Señores, please, a little bit of perspective.
I can’t underestimate the buzz felt in the country at the moment and it was, let’s face it, a fantastic match. Clean, exciting, exuberant, energetic football, there is no doubt about that. On top of that, the players continue to guide our thoughts to those young stars who are no longer with us by paying homage to them on their white t-shirts (see below and also see F is for Fútbol).
But unfortunately, I’m not sure that this shot of adrenaline will have any long-lasting effects. There has been a lot of money spent by consumers because of the football, great: it would be interesting to know how much public money will be spent as a result of this victory: probably not so great. If we are to believe Aleix Saló, author or Simiocracia, let’s hope that this time the Spanish players leave their bonuses in Spain and don’t deposit them in Austrian banks, as Spain could surely do with the taxes.
Does anyone have the numbers? I’m sure they would provide an interesting read.
Another troubling thought.
Yesterday, after the team received the cup, what flag did Piqué and Fabregás pull out?
I think in the name of the “happiness bubble” currently covering Spain, the newspapers haven’t picked up on it today. But have a look at this photo (from El Mundo) and you will see a Spain that, far from united, continues to be divided.

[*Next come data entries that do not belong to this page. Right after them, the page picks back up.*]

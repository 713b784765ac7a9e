use nom::{
    branch::alt,
    bytes::complete::tag,
    character::complete::satisfy,
    combinator::{not, value},
    error::context,
    sequence::terminated,
};
use serde::Serialize;
use strum_macros::{AsRefStr, Display, EnumIter, EnumString};

use super::token::{ParserResult, Token};

#[derive(
    Debug, Clone, Copy, PartialEq, Eq, Hash, EnumString, Display, EnumIter, AsRefStr, Serialize,
)]
#[strum(serialize_all = "lowercase")]
#[serde(rename_all = "lowercase")]
pub enum Keyword {
    Def,
    Class,
    Return,
    If,
    While,
    For,
    Import,
    From,
    As,
}

pub(crate) fn word_char(c: char) -> bool {
    c.is_ascii_alphanumeric() || c == '_'
}

// Parser for keywords. A keyword only matches on a whole word, so
// `definition` is left for the identifier pattern. The leading word
// boundary cannot be checked here (the parser never sees what came
// before), so the registry skips this pattern after a word character.
pub fn parse_keyword(input: &str) -> ParserResult<Token> {
    let (input, kw) = context(
        "keyword",
        terminated(
            alt((
                value(Keyword::Def, tag("def")),
                value(Keyword::Class, tag("class")),
                value(Keyword::Return, tag("return")),
                value(Keyword::If, tag("if")),
                value(Keyword::While, tag("while")),
                value(Keyword::For, tag("for")),
                value(Keyword::Import, tag("import")),
                value(Keyword::From, tag("from")),
                value(Keyword::As, tag("as")),
            )),
            not(satisfy(word_char)),
        ),
    )(input)?;
    Ok((input, Token::Keyword(kw)))
}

It’s here, the Eurocup is finally here. And “La Roja” is playing its first match today.
For a month, we can all look forward to some interesting news about Europe that have nothing to do with the incredibly gloomy, complicated economic situation. Spanish writer Javier Marías, in one of his recent articles defined the championship as a “very welcome opium”, a dose of 90 minutes during which Europeans can get high on football and forget about everything else. (You can read his article in Spanish, here.)
We’ll see whether this is the case. What’s true is that two years ago, Spain won the World Cup and the whole country became united and proud. Here’s how I recall it in The A to Z of Spanish Culture, let’s see what happens this year, in Spain, or anywhere else.
F is for Fútbol
Some of the Spanish league teams are amongst the best in the world, there’s no doubt about it. Unfortunately, the Spanish national team was never glorious… until 2008, when they won the European cup. And then, they did it again in 2010, winning the World Cup.
La Roja
Football fever swept the nation. The goalkeeper, Iker Casillas was referred to as an “héroe nacional” (national hero) on Spanish morning TV shows. La Roja (“the red” squad – luckily the Socialists were in power then) became a symbol of the Spain everyone wanted to see: vivacious, vibrant and victorious.
The national flag began to fly again. No longer a symbol of fascism but of unity and success. The country re-conquered its flag and re-instated the pride in being Spanish.
The Spanish squad represented the country in all its glory: young guys, playing very clean football, persistent and gelling together on the pitch. To top it all up, when Andrés Iniesta scored a goal, his thoughts weren’t on the pitch but back with his friend and colleague Dani Jarque, who had died earlier that year from a heart attack. As he celebrated his goal, Iniesta lifted his shirt to show a white t-shirt underneath with the words “DANI JARQUE, SIEMPRE CON NOSOTROS.” (“Dani Jarque, always will be with us.”)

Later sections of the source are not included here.